_SUPPLIED INFORMATION_
# # #

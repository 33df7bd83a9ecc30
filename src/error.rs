// =============================================================================
// ERROR MODULE
// =============================================================================
// Failure taxonomy of the gateway and its HTTP rendering.
//
// Every failure becomes a `success: false` JSON body. Raw upstream bodies
// are attached wherever one exists, so upstream drift can be diagnosed
// without replaying the call.
// =============================================================================

use axum::{
    http::StatusCode,
    response::{IntoResponse, Response},
    Json,
};
use thiserror::Error;

use crate::dispatcher::TransportError;
use crate::models::{FailureResponse, ReceivedEcho};
use crate::unwrapper::UnwrapError;

// =============================================================================
// GATEWAY ERROR
// =============================================================================
#[derive(Debug, Error)]
pub enum GatewayError {
    /// Required input missing; raised before any network call
    #[error("Missing required fields: {}", .missing.join(", "))]
    Validation {
        missing: Vec<&'static str>,
        received: ReceivedEcho,
    },

    /// The upstream exchange did not complete
    #[error(transparent)]
    Transport(#[from] TransportError),

    /// The upstream answered with a non-2xx status
    #[error("SOAP request failed with status {status}")]
    UpstreamRejection { status: u16, raw_body: String },

    /// The upstream answered 2xx but the payload could not be recovered
    #[error("Failed to parse SOAP response: {source}")]
    Unwrap {
        #[source]
        source: UnwrapError,
        raw_body: String,
    },

    /// GET /phprequest could not reach its backend
    #[error("Failed to forward request to relay backend: {0}")]
    Relay(String),

    /// A handler panicked
    #[error("Internal error: {0}")]
    Internal(String),
}

impl GatewayError {
    /// Stable label for logs, metrics and the `errorKind` field
    pub fn kind(&self) -> &'static str {
        match self {
            GatewayError::Validation { .. } => "validation",
            GatewayError::Transport(_) => "transport",
            GatewayError::UpstreamRejection { .. } => "upstream_rejection",
            GatewayError::Unwrap { .. } => "unwrap",
            GatewayError::Relay(_) => "relay",
            GatewayError::Internal(_) => "internal",
        }
    }

    pub fn status_code(&self) -> StatusCode {
        match self {
            GatewayError::Validation { .. } => StatusCode::BAD_REQUEST,
            GatewayError::Transport(err) if err.is_timeout() => StatusCode::GATEWAY_TIMEOUT,
            GatewayError::Transport(_) => StatusCode::BAD_GATEWAY,
            // Upstream 5xx passes through; anything else is our bad gateway
            GatewayError::UpstreamRejection { status, .. } => StatusCode::from_u16(*status)
                .ok()
                .filter(StatusCode::is_server_error)
                .unwrap_or(StatusCode::BAD_GATEWAY),
            GatewayError::Unwrap { .. } => StatusCode::INTERNAL_SERVER_ERROR,
            GatewayError::Relay(_) => StatusCode::INTERNAL_SERVER_ERROR,
            GatewayError::Internal(_) => StatusCode::INTERNAL_SERVER_ERROR,
        }
    }

    /// Build the JSON failure body.
    ///
    /// `diagnostics` adds the full debug rendering of the error; it is only
    /// switched on outside production.
    pub fn to_failure(&self, diagnostics: bool) -> FailureResponse {
        let mut body = FailureResponse::new(self.kind(), self.to_string());

        match self {
            GatewayError::Validation { missing, received } => {
                body.missing = Some(missing.clone());
                body.received = Some(received.clone());
            }
            GatewayError::Transport(err) => {
                body.message = "Upstream request could not be completed".to_string();
                body.diagnostic_detail = Some(err.to_string());
            }
            GatewayError::UpstreamRejection { status, raw_body } => {
                body.upstream_status = Some(*status);
                body.response = Some(raw_body.clone());
            }
            GatewayError::Unwrap { source, raw_body } => {
                body.message = "Failed to parse SOAP response".to_string();
                body.diagnostic_detail = Some(source.to_string());
                body.response = Some(raw_body.clone());
            }
            GatewayError::Relay(detail) => {
                body.message = "Failed to forward request to relay backend".to_string();
                body.diagnostic_detail = Some(detail.clone());
            }
            GatewayError::Internal(_) => {}
        }

        if diagnostics {
            body.debug = Some(format!("{self:?}"));
        }

        body
    }

    /// Render as an HTTP response, logging the failure
    pub fn into_response_with(self, diagnostics: bool) -> Response {
        let status = self.status_code();

        match &self {
            GatewayError::Validation { missing, .. } => tracing::warn!(
                error_kind = self.kind(),
                missing = ?missing,
                "Rejected request"
            ),
            _ => tracing::error!(
                error_kind = self.kind(),
                status = status.as_u16(),
                message = %self,
                "Request failed"
            ),
        }

        (status, Json(self.to_failure(diagnostics))).into_response()
    }
}

// Without access to the configuration, fall back to the production shape.
impl IntoResponse for GatewayError {
    fn into_response(self) -> Response {
        self.into_response_with(false)
    }
}

pub type GatewayResult<T> = Result<T, GatewayError>;

// =============================================================================
// TESTS
// =============================================================================
#[cfg(test)]
mod tests {
    use super::*;

    fn received() -> ReceivedEcho {
        ReceivedEcho {
            facility_code: None,
            item_reference: None,
            credential_present: false,
        }
    }

    #[test]
    fn test_status_codes() {
        let validation = GatewayError::Validation {
            missing: vec!["STOFCY"],
            received: received(),
        };
        assert_eq!(validation.status_code(), StatusCode::BAD_REQUEST);

        let timeout = GatewayError::Transport(TransportError::Timeout("t".into()));
        assert_eq!(timeout.status_code(), StatusCode::GATEWAY_TIMEOUT);

        let connect = GatewayError::Transport(TransportError::Connect("c".into()));
        assert_eq!(connect.status_code(), StatusCode::BAD_GATEWAY);

        let unwrap = GatewayError::Unwrap {
            source: UnwrapError::ResultNodeNotFound,
            raw_body: String::new(),
        };
        assert_eq!(unwrap.status_code(), StatusCode::INTERNAL_SERVER_ERROR);
    }

    #[test]
    fn test_upstream_rejection_status_mapping() {
        let rejection = |status| GatewayError::UpstreamRejection {
            status,
            raw_body: String::new(),
        };

        assert_eq!(rejection(503).status_code(), StatusCode::SERVICE_UNAVAILABLE);
        assert_eq!(rejection(500).status_code(), StatusCode::INTERNAL_SERVER_ERROR);
        assert_eq!(rejection(401).status_code(), StatusCode::BAD_GATEWAY);
        assert_eq!(rejection(302).status_code(), StatusCode::BAD_GATEWAY);
    }

    #[test]
    fn test_validation_message_lists_missing_fields() {
        let err = GatewayError::Validation {
            missing: vec!["STOFCY", "Authorization"],
            received: received(),
        };

        assert_eq!(err.to_string(), "Missing required fields: STOFCY, Authorization");
        let body = err.to_failure(false);
        assert_eq!(body.missing, Some(vec!["STOFCY", "Authorization"]));
        assert!(!body.success);
    }

    #[test]
    fn test_unwrap_failures_carry_distinct_details_and_raw_body() {
        let not_found = GatewayError::Unwrap {
            source: UnwrapError::ResultNodeNotFound,
            raw_body: "<a/>".into(),
        }
        .to_failure(false);
        let bad_json = GatewayError::Unwrap {
            source: UnwrapError::InvalidEmbeddedJson("expected value".into()),
            raw_body: "<a/>".into(),
        }
        .to_failure(false);

        assert_eq!(not_found.response.as_deref(), Some("<a/>"));
        assert_eq!(bad_json.response.as_deref(), Some("<a/>"));
        assert_ne!(not_found.diagnostic_detail, bad_json.diagnostic_detail);
    }

    #[test]
    fn test_debug_only_in_diagnostic_mode() {
        let err = GatewayError::Internal("boom".into());

        assert!(err.to_failure(false).debug.is_none());
        assert!(err.to_failure(true).debug.unwrap().contains("boom"));
    }
}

# # #

_PROBLEM_
The answer should be the first line of the material and every line after it through the line containing "request failed with", exactly as written, and nothing else.

_ANSWER BELOW_
repository 33df7bd83a9ecc30
filename src/error.rs
// =============================================================================
// ERROR MODULE
// =============================================================================
// Failure taxonomy of the gateway and its HTTP rendering.
//
// Every failure becomes a `success: false` JSON body. Raw upstream bodies
// are attached wherever one exists, so upstream drift can be diagnosed
// without replaying the call.
// =============================================================================

use axum::{
    http::StatusCode,
    response::{IntoResponse, Response},
    Json,
};
use thiserror::Error;

use crate::dispatcher::TransportError;
use crate::models::{FailureResponse, ReceivedEcho};
use crate::unwrapper::UnwrapError;

// =============================================================================
// GATEWAY ERROR
// =============================================================================
#[derive(Debug, Error)]
pub enum GatewayError {
    /// Required input missing; raised before any network call
    #[error("Missing required fields: {}", .missing.join(", "))]
    Validation {
        missing: Vec<&'static str>,
        received: ReceivedEcho,
    },

    /// The upstream exchange did not complete
    #[error(transparent)]
    Transport(#[from] TransportError),

    /// The upstream answered with a non-2xx status
    #[error("SOAP request failed with status {status}")]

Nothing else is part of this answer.